### TASK INSTRUCTIONS
Each line from the beginning of the entries below through the line that includes "the core reads" must be returned exactly as given.

### EXERCISE MATERIAL
//! config-rs/lib.rs
//! Shared environment configuration for the logging and error handling core.
//! Reads the process environment once into an immutable snapshot so that
//! loggers and handlers can be built against injected values in tests.

use std::env;
use std::fmt;

/// Deployment environment variable
pub const NODE_ENV: &str = "NODE_ENV";
/// Minimum log level override
pub const LOG_LEVEL: &str = "LOG_LEVEL";
/// Explicit PII redaction override
pub const LOG_SANITIZE_PII: &str = "LOG_SANITIZE_PII";
/// Whether health reports include process memory figures
pub const HEALTH_INCLUDE_MEMORY: &str = "HEALTH_INCLUDE_MEMORY";

/// Deployment environment the process runs in
#[derive(Debug, Clone, PartialEq, Eq, Default)]
pub enum Environment {
    Development,
    Production,
    Test,
    /// Variable unset or empty
    #[default]
    Unspecified,
    /// Any other value, kept lowercased
    Custom(String),
}

impl Environment {
    /// Parse an environment name, case-insensitively
    pub fn parse(value: Option<&str>) -> Self {
        let value = match value.map(str::trim) {
            Some(v) if !v.is_empty() => v.to_lowercase(),
            _ => return Environment::Unspecified,
        };

        match value.as_str() {
            "development" => Environment::Development,
            "production" => Environment::Production,
            "test" => Environment::Test,
            _ => Environment::Custom(value),
        }
    }
}

impl fmt::Display for Environment {
    fn fmt(&self, f: &mut fmt::Formatter<'_>) -> fmt::Result {
        match self {
            Environment::Development => write!(f, "development"),
            Environment::Production => write!(f, "production"),
            Environment::Test => write!(f, "test"),
            Environment::Unspecified => write!(f, "unspecified"),
            Environment::Custom(name) => write!(f, "{}", name),
        }
    }
}

/// Immutable snapshot of the environment variables the core reads
#[derive(Debug, Clone, Default, PartialEq, Eq)]
pub struct RuntimeEnv {
    environment: Environment,
    log_level: Option<String>,
    sanitize_pii: Option<String>,
    health_include_memory: Option<String>,
}

impl RuntimeEnv {
    /// Load `.env` (if present) and read the process environment
    pub fn from_env() -> Self {
        // A missing .env file is the normal case outside local development
        dotenv::dotenv().ok();

        Self {
            environment: Environment::parse(env::var(NODE_ENV).ok().as_deref()),
            log_level: env::var(LOG_LEVEL).ok(),
            sanitize_pii: env::var(LOG_SANITIZE_PII).ok(),
            health_include_memory: env::var(HEALTH_INCLUDE_MEMORY).ok(),
        }
    }

    /// Snapshot for a given environment with every override unset
    pub fn for_environment(environment: Environment) -> Self {
        Self {
            environment,
            ..Self::default()
        }
    }

    pub fn development() -> Self {
        Self::for_environment(Environment::Development)
    }

    pub fn production() -> Self {
        Self::for_environment(Environment::Production)
    }

    /// Set the raw `LOG_LEVEL` value
    pub fn with_log_level<S: Into<String>>(mut self, level: S) -> Self {
        self.log_level = Some(level.into());
        self
    }

    /// Set the raw `LOG_SANITIZE_PII` value
    pub fn with_sanitize_pii<S: Into<String>>(mut self, value: S) -> Self {
        self.sanitize_pii = Some(value.into());
        self
    }

    /// Set the raw `HEALTH_INCLUDE_MEMORY` value
    pub fn with_health_include_memory<S: Into<String>>(mut self, value: S) -> Self {
        self.health_include_memory = Some(value.into());
        self
    }

    pub fn environment(&self) -> &Environment {
        &self.environment
    }

    pub fn is_production(&self) -> bool {
        self.environment == Environment::Production
    }

    pub fn is_development(&self) -> bool {
        self.environment == Environment::Development
    }

    /// Raw `LOG_LEVEL` value; validation belongs to the logger
    pub fn log_level(&self) -> Option<&str> {
        self.log_level.as_deref()
    }

    /// Explicit PII redaction override.
    ///
    /// Only case-insensitive `"true"` or `"false"` count as set; anything
    /// else is ignored so the environment default applies.
    pub fn sanitize_pii_override(&self) -> Option<bool> {
        parse_flag(LOG_SANITIZE_PII, self.sanitize_pii.as_deref())
    }

    /// Whether health reports should include memory usage
    pub fn health_include_memory(&self) -> bool {
        parse_flag(HEALTH_INCLUDE_MEMORY, self.health_include_memory.as_deref()).unwrap_or(false)
    }
}

/// Parse a boolean environment flag
///
/// # Arguments
/// * `name` - The variable name, used for the warning on unrecognized values
/// * `value` - The raw value, if the variable is set
///
/// # Returns
/// `Some(bool)` for `true`/`false` in any case, `None` otherwise
pub fn parse_flag(name: &str, value: Option<&str>) -> Option<bool> {
    let value = value?.trim();
    if value.eq_ignore_ascii_case("true") {
        Some(true)
    } else if value.eq_ignore_ascii_case("false") {
        Some(false)
    } else {
        if !value.is_empty() {
            log::warn!("Ignoring unrecognized value for {}: expected true or false", name);
        }
        None
    }
}

#[cfg(test)]
mod tests {
    use super::*;

    #[test]
    fn test_environment_parse() {
        assert_eq!(Environment::parse(Some("production")), Environment::Production);
        assert_eq!(Environment::parse(Some(" Development ")), Environment::Development);
        assert_eq!(Environment::parse(Some("TEST")), Environment::Test);
        assert_eq!(Environment::parse(Some("")), Environment::Unspecified);
        assert_eq!(Environment::parse(None), Environment::Unspecified);
        assert_eq!(
            Environment::parse(Some("Staging")),
            Environment::Custom("staging".to_string())
        );
    }

    #[test]
    fn test_sanitize_pii_override() {
        let env = RuntimeEnv::development();
        assert_eq!(env.sanitize_pii_override(), None);

        assert_eq!(env.clone().with_sanitize_pii("TRUE").sanitize_pii_override(), Some(true));
        assert_eq!(env.clone().with_sanitize_pii("false").sanitize_pii_override(), Some(false));
        assert_eq!(env.clone().with_sanitize_pii("yes").sanitize_pii_override(), None);
        assert_eq!(env.with_sanitize_pii("").sanitize_pii_override(), None);
    }

    #[test]
    fn test_health_include_memory() {
        assert!(!RuntimeEnv::production().health_include_memory());
        assert!(RuntimeEnv::production()
            .with_health_include_memory("True")
            .health_include_memory());
        assert!(!RuntimeEnv::production()
            .with_health_include_memory("1")
            .health_include_memory());
    }

    #[test]
    fn test_environment_predicates() {
        assert!(RuntimeEnv::production().is_production());
        assert!(!RuntimeEnv::production().is_development());
        assert!(RuntimeEnv::development().is_development());
        assert!(!RuntimeEnv::default().is_production());
        assert_eq!(RuntimeEnv::default().log_level(), None);
        assert_eq!(
            RuntimeEnv::production().with_log_level("warn").log_level(),
            Some("warn")
        );
    }
}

### WRITTEN ANSWER
//! config-rs/lib.rs
//! Shared environment configuration for the logging and error handling core.
//! Reads the process environment once into an immutable snapshot so that
//! loggers and handlers can be built against injected values in tests.

use std::env;
use std::fmt;

/// Deployment environment variable
pub const NODE_ENV: &str = "NODE_ENV";
/// Minimum log level override
pub const LOG_LEVEL: &str = "LOG_LEVEL";
/// Explicit PII redaction override
pub const LOG_SANITIZE_PII: &str = "LOG_SANITIZE_PII";
/// Whether health reports include process memory figures
pub const HEALTH_INCLUDE_MEMORY: &str = "HEALTH_INCLUDE_MEMORY";

/// Deployment environment the process runs in
#[derive(Debug, Clone, PartialEq, Eq, Default)]
pub enum Environment {
    Development,
    Production,
    Test,
    /// Variable unset or empty
    #[default]
    Unspecified,
    /// Any other value, kept lowercased
    Custom(String),
}

impl Environment {
    /// Parse an environment name, case-insensitively
    pub fn parse(value: Option<&str>) -> Self {
        let value = match value.map(str::trim) {
            Some(v) if !v.is_empty() => v.to_lowercase(),
            _ => return Environment::Unspecified,
        };

        match value.as_str() {
            "development" => Environment::Development,
            "production" => Environment::Production,
            "test" => Environment::Test,
            _ => Environment::Custom(value),
        }
    }
}

impl fmt::Display for Environment {
    fn fmt(&self, f: &mut fmt::Formatter<'_>) -> fmt::Result {
        match self {
            Environment::Development => write!(f, "development"),
            Environment::Production => write!(f, "production"),
            Environment::Test => write!(f, "test"),
            Environment::Unspecified => write!(f, "unspecified"),
            Environment::Custom(name) => write!(f, "{}", name),
        }
    }
}

/// Immutable snapshot of the environment variables the core reads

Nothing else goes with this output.